◆ Prompt:
Filter the records below and copy every line containing the word "String".

◆ Stored items:
══════

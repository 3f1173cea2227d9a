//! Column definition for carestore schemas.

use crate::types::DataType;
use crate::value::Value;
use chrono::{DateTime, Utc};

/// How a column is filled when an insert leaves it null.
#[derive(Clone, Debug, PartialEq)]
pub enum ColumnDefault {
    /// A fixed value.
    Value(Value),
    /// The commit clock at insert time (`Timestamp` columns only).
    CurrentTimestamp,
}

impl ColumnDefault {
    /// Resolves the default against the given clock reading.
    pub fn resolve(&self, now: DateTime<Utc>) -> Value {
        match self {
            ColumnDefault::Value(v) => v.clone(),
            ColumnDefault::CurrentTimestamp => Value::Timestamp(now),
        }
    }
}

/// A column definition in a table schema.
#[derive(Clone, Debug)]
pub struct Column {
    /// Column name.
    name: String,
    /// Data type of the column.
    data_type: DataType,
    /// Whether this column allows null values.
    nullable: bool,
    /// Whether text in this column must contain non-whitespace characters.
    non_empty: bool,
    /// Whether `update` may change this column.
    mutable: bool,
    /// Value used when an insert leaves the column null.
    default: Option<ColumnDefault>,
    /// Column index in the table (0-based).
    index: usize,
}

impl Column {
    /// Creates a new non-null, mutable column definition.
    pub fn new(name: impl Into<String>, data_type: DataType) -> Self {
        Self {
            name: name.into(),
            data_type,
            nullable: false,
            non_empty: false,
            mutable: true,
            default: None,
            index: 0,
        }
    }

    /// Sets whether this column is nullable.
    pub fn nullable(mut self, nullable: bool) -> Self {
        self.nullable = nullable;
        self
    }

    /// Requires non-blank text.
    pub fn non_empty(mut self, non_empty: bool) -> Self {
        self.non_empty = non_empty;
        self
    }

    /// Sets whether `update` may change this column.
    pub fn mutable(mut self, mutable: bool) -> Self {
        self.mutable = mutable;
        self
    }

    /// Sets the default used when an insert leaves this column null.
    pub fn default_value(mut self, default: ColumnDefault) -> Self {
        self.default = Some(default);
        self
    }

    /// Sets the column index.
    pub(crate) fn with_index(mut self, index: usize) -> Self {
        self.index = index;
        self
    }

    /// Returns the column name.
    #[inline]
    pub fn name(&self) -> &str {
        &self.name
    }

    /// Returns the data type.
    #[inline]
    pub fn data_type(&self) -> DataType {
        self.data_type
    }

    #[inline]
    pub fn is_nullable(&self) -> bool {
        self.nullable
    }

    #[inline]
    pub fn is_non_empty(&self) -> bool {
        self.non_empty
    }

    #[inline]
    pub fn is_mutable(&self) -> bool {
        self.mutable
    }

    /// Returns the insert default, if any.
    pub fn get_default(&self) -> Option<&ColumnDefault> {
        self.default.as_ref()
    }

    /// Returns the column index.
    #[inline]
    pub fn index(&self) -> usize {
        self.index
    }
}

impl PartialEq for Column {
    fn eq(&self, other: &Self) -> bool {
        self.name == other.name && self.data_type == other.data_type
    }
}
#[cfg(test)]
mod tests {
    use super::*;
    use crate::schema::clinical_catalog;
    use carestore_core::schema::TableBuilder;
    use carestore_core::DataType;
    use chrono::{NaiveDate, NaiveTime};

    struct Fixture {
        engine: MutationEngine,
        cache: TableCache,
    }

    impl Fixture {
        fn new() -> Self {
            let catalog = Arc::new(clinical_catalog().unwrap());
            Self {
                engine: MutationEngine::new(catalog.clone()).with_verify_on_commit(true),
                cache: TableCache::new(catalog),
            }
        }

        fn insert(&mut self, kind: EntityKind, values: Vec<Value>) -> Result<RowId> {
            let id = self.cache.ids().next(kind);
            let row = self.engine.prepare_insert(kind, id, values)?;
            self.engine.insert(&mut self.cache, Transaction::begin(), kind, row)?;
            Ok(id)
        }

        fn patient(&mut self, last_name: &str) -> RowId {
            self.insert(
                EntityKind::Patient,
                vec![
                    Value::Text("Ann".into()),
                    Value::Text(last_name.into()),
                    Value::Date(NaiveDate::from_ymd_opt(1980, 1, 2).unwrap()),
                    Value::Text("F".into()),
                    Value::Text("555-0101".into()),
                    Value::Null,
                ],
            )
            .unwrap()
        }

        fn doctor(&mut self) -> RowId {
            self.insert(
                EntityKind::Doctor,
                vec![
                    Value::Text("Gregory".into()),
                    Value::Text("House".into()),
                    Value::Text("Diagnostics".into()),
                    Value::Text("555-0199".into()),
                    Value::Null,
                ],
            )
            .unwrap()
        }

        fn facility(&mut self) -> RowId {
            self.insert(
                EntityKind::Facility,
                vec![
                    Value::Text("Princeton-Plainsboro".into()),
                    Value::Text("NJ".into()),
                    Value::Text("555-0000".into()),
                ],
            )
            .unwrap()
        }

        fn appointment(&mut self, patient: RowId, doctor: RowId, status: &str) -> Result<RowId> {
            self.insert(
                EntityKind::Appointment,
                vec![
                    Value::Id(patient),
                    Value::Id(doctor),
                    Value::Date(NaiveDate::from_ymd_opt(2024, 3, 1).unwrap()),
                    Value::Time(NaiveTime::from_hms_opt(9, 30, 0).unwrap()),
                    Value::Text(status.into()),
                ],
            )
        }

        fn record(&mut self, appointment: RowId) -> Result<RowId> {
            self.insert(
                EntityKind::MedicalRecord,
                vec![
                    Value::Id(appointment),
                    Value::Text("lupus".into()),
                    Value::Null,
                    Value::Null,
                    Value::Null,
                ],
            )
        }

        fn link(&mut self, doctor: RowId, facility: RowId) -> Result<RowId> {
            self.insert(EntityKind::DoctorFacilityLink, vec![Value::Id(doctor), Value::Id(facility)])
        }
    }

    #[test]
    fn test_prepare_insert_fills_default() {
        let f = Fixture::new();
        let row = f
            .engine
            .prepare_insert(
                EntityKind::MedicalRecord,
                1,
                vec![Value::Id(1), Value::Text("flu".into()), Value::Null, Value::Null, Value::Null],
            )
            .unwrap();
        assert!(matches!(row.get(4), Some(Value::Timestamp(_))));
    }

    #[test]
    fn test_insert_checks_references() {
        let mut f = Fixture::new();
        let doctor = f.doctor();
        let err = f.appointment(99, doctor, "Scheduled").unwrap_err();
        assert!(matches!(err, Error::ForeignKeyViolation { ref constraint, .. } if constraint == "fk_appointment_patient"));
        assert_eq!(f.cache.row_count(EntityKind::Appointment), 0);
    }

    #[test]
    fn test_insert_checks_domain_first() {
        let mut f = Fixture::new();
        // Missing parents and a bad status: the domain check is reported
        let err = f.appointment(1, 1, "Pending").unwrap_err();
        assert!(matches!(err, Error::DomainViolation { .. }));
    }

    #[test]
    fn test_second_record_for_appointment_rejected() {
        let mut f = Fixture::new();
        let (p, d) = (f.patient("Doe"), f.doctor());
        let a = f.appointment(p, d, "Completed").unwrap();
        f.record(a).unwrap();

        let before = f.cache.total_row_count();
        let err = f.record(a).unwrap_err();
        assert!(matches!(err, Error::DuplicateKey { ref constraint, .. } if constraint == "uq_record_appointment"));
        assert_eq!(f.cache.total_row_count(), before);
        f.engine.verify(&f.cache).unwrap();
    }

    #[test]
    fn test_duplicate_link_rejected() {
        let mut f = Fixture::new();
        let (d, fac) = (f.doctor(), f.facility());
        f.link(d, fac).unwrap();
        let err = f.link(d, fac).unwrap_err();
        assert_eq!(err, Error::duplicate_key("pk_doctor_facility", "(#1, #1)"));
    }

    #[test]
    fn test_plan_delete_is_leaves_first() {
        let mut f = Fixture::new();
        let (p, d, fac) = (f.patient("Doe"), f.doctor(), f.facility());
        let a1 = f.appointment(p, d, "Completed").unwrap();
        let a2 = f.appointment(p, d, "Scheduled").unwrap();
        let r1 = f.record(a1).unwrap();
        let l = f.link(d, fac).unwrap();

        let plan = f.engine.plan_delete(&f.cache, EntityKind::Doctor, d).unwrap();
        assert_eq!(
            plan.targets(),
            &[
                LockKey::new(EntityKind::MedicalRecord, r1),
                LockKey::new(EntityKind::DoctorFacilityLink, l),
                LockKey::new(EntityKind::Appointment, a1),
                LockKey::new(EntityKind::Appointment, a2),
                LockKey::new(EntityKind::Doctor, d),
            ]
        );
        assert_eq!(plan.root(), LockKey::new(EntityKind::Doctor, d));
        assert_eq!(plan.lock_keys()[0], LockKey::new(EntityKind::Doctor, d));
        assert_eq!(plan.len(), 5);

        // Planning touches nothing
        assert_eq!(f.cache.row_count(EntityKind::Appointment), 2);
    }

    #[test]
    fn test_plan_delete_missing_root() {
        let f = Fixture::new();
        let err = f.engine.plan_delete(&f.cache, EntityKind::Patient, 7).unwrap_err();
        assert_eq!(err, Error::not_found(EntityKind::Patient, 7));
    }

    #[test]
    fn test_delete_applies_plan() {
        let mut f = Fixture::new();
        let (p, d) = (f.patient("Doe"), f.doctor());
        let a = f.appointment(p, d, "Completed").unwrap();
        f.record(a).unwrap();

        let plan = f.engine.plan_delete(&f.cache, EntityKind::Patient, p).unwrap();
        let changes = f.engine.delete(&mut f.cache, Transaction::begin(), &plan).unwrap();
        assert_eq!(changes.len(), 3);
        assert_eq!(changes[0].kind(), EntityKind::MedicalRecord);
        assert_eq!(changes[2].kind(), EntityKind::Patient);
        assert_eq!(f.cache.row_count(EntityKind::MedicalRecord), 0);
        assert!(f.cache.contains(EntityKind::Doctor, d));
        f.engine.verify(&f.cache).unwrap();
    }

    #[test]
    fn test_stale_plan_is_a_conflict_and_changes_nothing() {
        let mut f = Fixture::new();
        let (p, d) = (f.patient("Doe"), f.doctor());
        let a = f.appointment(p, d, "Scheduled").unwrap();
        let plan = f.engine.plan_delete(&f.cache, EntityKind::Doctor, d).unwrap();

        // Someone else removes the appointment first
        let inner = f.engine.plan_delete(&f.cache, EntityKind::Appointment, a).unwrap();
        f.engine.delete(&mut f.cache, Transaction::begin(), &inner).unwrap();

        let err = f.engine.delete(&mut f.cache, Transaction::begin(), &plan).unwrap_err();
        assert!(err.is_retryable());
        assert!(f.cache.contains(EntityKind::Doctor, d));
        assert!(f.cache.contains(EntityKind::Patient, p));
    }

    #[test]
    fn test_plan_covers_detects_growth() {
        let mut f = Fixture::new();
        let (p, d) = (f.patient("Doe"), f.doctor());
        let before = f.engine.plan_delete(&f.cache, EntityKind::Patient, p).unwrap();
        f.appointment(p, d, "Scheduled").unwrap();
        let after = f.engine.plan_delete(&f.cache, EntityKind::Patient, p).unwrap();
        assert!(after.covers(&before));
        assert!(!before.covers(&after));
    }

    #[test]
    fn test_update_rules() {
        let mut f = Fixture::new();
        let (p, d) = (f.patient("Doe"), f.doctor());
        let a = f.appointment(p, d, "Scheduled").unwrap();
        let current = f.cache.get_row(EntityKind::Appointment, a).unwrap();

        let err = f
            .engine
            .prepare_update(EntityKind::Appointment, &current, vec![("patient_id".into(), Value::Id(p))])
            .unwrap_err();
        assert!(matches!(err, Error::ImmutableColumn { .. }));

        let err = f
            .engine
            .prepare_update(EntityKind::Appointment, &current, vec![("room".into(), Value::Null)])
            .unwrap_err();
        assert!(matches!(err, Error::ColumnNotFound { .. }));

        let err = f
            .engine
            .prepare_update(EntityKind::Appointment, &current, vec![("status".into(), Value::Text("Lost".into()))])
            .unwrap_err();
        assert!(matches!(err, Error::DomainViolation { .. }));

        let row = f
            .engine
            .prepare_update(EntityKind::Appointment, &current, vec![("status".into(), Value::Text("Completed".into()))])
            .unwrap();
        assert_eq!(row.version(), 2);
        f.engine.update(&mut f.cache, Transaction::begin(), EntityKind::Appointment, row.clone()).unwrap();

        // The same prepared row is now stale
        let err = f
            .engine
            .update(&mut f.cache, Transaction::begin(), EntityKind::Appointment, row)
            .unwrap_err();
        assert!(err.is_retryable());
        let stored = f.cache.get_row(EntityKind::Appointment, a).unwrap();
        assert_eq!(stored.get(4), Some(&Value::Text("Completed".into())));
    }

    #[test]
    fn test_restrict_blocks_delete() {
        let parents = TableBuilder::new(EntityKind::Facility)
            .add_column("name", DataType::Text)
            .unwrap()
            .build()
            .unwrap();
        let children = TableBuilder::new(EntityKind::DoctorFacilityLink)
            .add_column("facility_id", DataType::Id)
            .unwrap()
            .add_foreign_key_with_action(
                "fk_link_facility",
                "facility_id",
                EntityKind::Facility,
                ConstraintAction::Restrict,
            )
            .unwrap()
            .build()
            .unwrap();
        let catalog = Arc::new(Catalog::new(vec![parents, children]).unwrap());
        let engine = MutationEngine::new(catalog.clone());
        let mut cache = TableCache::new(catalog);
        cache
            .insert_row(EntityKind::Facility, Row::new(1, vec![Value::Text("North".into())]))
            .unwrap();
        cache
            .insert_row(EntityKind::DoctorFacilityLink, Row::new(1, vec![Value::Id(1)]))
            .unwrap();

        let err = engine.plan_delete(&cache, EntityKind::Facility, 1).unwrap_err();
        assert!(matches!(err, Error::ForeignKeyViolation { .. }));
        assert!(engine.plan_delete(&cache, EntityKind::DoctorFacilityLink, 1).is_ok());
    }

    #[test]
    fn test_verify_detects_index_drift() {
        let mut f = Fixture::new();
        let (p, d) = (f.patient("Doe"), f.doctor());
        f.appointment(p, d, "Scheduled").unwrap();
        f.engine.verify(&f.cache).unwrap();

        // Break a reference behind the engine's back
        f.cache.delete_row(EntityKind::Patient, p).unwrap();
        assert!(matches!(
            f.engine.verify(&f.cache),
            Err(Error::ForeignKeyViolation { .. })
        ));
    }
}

══════

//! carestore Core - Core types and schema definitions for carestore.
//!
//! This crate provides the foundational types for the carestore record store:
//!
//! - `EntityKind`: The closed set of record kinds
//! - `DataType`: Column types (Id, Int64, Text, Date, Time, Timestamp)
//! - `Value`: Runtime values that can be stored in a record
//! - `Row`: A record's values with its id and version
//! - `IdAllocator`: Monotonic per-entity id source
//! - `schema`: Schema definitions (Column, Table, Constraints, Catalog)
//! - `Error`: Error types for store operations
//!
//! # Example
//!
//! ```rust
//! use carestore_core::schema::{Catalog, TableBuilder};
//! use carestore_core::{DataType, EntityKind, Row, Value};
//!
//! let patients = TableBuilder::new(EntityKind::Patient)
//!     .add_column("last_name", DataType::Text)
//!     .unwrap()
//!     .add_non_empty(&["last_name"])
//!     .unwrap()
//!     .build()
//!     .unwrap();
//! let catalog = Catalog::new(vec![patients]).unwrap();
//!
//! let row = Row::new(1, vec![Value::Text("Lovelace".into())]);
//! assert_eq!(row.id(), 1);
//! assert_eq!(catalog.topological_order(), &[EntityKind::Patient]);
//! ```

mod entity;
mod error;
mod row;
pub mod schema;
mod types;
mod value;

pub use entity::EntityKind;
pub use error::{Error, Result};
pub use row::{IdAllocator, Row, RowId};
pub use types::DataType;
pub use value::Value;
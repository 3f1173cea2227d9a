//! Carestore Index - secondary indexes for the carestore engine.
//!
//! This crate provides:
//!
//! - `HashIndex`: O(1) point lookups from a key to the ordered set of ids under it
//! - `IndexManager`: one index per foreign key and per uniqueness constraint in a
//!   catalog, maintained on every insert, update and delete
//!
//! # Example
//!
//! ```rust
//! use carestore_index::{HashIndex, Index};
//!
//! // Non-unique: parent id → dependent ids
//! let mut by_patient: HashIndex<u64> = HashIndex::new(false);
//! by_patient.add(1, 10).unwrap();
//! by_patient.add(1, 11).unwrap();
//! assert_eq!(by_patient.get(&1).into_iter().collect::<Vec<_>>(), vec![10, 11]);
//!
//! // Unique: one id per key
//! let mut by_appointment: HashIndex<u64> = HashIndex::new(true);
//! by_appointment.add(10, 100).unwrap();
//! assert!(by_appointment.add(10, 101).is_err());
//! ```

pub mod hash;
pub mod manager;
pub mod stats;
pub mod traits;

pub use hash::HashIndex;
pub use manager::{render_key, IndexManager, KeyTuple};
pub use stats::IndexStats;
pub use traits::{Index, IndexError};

══════

◆ Answer:
    name: String,
    pub fn new(name: impl Into<String>, data_type: DataType) -> Self {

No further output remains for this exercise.